Task material: Begin

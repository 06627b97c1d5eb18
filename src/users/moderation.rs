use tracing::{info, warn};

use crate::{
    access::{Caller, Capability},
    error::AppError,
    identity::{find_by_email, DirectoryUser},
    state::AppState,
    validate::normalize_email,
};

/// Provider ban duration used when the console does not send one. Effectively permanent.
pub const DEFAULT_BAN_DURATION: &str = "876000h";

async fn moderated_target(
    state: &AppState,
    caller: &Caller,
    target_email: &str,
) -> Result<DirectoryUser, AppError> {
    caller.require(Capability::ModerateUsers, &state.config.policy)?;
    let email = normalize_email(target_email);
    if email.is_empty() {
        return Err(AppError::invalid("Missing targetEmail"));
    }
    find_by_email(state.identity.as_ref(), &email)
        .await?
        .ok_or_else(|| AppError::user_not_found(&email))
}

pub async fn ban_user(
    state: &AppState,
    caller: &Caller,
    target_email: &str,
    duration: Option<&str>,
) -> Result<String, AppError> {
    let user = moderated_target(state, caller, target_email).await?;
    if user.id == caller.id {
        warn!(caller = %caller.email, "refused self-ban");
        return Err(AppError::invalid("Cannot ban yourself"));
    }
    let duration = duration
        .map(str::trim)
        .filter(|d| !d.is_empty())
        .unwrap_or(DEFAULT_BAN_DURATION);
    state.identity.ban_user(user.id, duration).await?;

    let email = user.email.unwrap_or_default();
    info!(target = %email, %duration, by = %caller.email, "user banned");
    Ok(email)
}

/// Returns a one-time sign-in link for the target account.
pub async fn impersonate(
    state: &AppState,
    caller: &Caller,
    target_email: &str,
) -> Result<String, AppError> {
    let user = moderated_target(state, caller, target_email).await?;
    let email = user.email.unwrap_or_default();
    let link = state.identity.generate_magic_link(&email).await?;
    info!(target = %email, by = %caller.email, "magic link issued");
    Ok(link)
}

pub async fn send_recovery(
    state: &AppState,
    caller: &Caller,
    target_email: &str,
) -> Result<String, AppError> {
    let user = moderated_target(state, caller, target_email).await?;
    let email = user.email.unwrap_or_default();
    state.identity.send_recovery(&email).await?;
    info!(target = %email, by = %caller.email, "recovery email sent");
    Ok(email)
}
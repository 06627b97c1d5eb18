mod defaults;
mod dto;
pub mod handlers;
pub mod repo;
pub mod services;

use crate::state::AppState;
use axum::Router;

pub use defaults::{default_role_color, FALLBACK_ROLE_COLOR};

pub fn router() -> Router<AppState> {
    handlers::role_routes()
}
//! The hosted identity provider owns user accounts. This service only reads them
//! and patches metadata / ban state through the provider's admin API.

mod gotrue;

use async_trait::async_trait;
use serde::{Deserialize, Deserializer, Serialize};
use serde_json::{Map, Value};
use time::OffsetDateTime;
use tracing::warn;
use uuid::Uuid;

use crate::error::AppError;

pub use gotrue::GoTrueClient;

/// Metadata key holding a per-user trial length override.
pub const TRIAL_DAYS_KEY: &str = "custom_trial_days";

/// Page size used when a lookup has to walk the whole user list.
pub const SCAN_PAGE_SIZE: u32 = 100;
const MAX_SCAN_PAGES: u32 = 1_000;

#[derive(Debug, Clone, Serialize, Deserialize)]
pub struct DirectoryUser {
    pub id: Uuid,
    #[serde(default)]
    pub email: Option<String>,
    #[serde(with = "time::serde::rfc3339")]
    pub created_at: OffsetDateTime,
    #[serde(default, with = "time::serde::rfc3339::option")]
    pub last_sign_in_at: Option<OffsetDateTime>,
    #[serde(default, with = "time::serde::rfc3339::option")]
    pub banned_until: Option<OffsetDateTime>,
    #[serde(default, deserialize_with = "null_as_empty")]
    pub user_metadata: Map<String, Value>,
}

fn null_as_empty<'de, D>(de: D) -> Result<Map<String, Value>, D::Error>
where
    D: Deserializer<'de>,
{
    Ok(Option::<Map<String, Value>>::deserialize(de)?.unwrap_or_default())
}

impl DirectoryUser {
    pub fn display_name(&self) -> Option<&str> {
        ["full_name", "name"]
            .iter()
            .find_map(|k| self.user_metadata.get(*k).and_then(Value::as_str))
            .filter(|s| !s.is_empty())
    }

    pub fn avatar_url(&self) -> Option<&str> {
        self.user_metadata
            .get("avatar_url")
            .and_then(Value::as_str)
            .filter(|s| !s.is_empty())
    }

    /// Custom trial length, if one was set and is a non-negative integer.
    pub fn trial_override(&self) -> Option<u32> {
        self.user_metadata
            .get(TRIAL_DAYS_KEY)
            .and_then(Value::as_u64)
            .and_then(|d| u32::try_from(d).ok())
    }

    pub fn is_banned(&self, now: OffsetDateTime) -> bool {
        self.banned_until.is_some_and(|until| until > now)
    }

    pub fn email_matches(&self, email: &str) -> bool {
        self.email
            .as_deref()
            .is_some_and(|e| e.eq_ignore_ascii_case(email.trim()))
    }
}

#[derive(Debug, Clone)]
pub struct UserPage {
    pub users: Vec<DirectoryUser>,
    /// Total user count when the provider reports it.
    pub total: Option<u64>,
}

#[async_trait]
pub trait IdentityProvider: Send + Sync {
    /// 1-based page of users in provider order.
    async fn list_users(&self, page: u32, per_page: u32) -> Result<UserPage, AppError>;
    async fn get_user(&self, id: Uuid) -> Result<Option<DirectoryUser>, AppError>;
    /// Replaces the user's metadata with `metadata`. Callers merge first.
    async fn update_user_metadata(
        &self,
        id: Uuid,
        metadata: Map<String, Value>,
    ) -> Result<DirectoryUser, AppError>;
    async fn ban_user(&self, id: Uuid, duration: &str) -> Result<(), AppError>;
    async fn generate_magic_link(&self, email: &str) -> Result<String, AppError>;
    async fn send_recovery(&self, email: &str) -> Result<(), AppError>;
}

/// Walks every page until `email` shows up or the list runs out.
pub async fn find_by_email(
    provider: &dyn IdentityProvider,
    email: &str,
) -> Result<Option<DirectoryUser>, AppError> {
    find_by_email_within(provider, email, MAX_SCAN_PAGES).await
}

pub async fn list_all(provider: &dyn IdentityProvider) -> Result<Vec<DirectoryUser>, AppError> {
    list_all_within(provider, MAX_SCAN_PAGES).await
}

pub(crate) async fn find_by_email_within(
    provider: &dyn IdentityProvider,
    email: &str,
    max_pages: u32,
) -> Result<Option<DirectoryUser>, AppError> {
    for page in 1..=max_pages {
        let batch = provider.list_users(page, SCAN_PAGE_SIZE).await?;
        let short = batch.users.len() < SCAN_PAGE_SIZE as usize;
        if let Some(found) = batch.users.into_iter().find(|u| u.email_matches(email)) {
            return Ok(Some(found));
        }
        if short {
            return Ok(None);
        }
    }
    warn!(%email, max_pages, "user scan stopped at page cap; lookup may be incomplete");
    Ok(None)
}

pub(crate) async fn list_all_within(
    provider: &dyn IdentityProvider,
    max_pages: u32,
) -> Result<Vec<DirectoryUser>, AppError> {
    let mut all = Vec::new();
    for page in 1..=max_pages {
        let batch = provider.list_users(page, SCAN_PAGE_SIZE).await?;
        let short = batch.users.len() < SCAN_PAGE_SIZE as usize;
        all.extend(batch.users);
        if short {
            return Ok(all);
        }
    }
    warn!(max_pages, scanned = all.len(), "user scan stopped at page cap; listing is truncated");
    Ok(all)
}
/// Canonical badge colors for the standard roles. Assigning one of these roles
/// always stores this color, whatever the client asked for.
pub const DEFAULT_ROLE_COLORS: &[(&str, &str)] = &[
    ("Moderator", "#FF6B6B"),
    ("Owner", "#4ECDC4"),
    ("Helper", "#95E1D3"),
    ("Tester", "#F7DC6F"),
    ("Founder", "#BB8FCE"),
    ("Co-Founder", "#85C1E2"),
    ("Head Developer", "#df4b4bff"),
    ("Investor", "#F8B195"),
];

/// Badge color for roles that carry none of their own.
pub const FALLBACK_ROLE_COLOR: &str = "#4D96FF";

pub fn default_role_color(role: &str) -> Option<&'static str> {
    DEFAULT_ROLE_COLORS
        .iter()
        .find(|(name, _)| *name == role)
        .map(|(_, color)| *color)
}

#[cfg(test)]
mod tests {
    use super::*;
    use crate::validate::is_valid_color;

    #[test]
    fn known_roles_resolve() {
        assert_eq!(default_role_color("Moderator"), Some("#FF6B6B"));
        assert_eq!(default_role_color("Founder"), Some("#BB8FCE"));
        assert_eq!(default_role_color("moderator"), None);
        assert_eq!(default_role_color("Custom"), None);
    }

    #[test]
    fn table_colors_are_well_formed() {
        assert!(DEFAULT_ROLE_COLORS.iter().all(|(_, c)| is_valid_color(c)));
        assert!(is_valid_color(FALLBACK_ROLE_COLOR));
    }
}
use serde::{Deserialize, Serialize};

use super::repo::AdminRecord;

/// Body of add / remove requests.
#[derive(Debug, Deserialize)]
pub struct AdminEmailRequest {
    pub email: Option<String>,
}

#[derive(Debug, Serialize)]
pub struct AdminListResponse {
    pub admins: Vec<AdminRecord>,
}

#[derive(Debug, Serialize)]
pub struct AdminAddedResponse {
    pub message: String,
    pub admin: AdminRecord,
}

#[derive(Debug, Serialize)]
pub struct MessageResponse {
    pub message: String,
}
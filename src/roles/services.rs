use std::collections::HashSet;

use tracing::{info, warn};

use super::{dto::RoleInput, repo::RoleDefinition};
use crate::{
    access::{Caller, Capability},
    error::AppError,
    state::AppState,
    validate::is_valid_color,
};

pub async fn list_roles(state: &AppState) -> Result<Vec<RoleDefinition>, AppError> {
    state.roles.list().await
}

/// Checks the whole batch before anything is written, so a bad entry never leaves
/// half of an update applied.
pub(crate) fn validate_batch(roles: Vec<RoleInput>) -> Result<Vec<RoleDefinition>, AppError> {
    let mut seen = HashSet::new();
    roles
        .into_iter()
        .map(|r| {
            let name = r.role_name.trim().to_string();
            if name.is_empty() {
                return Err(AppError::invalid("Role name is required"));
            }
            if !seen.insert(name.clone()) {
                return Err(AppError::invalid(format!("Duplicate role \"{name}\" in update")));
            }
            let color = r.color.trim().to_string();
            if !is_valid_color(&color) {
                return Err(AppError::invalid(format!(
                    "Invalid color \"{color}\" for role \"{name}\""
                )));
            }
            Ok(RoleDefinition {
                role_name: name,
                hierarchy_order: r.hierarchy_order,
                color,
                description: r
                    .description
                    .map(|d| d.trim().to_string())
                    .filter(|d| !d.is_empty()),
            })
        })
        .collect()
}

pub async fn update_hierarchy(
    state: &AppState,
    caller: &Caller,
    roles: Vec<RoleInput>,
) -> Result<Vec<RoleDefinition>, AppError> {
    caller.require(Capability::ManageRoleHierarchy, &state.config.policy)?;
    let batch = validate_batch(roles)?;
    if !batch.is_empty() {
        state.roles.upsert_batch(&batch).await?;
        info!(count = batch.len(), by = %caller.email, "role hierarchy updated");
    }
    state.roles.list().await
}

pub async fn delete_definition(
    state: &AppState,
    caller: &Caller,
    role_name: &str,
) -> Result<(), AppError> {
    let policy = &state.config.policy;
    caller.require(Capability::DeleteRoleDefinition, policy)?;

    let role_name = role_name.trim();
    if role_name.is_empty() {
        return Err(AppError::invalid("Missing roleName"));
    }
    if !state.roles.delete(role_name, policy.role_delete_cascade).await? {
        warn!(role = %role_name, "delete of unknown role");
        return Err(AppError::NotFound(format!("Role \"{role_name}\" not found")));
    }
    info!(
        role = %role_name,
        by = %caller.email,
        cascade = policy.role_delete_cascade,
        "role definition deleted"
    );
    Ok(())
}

Task material: End

Among the entries above, locate the lines containing "return Ok(all);" and "of their own.", and transcribe exactly those two lines and all lines between.

The completed task:
            return Ok(all);
        }
    }
    warn!(max_pages, scanned = all.len(), "user scan stopped at page cap; listing is truncated");
    Ok(all)
}
/// Canonical badge colors for the standard roles. Assigning one of these roles
/// always stores this color, whatever the client asked for.
pub const DEFAULT_ROLE_COLORS: &[(&str, &str)] = &[
    ("Moderator", "#FF6B6B"),
    ("Owner", "#4ECDC4"),
    ("Helper", "#95E1D3"),
    ("Tester", "#F7DC6F"),
    ("Founder", "#BB8FCE"),
    ("Co-Founder", "#85C1E2"),
    ("Head Developer", "#df4b4bff"),
    ("Investor", "#F8B195"),
];

/// Badge color for roles that carry none of their own.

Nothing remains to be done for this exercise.